_Task details_
Starting at the line with "pub mod emphasis;" and going on through the line with "pub use math::InlineMath;", reproduce each line in the records below exactly and nothing more.

[Stored data]
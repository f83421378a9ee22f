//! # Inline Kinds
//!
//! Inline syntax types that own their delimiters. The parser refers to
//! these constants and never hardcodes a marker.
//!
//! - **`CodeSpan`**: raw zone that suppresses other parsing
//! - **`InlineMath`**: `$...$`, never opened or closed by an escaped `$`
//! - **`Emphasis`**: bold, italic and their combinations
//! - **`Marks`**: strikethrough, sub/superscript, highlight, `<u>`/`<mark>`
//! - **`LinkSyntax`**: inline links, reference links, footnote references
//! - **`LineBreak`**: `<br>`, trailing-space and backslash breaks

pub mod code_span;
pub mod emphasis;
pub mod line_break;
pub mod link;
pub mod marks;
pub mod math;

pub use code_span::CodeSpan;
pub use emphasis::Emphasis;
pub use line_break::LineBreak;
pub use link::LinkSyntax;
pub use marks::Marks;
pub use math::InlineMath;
...
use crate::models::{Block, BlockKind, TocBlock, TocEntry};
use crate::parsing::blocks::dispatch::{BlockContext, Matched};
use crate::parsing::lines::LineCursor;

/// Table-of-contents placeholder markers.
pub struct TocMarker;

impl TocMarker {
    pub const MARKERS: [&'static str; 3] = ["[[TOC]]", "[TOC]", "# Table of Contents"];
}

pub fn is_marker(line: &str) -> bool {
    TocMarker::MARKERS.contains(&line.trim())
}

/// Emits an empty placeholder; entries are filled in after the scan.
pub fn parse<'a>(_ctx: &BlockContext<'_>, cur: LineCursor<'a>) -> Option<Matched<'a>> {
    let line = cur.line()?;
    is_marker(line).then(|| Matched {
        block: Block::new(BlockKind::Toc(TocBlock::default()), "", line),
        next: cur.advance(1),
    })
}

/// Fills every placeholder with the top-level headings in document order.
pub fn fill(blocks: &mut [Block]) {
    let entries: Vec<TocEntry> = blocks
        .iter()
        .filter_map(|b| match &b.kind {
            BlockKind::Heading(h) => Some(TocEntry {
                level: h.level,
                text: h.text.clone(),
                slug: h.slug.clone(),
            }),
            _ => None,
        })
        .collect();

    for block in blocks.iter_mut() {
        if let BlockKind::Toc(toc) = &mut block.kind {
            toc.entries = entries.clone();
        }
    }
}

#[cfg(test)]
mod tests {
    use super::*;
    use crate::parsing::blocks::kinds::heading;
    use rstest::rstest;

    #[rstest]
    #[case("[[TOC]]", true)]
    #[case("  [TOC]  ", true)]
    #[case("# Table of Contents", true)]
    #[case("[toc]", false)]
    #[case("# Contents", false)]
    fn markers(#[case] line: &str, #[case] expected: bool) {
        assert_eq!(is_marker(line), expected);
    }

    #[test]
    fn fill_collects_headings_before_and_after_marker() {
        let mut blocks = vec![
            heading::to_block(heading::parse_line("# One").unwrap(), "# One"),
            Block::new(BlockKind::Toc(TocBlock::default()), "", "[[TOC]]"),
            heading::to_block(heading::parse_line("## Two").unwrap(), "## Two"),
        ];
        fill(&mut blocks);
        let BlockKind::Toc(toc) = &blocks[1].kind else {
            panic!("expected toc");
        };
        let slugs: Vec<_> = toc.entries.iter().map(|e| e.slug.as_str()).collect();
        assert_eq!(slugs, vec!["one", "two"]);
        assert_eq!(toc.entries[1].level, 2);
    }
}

_Written answer_
pub mod emphasis;
pub mod line_break;
pub mod link;
pub mod marks;
pub mod math;

pub use code_span::CodeSpan;
pub use emphasis::Emphasis;
pub use line_break::LineBreak;
pub use link::LinkSyntax;
pub use marks::Marks;
pub use math::InlineMath;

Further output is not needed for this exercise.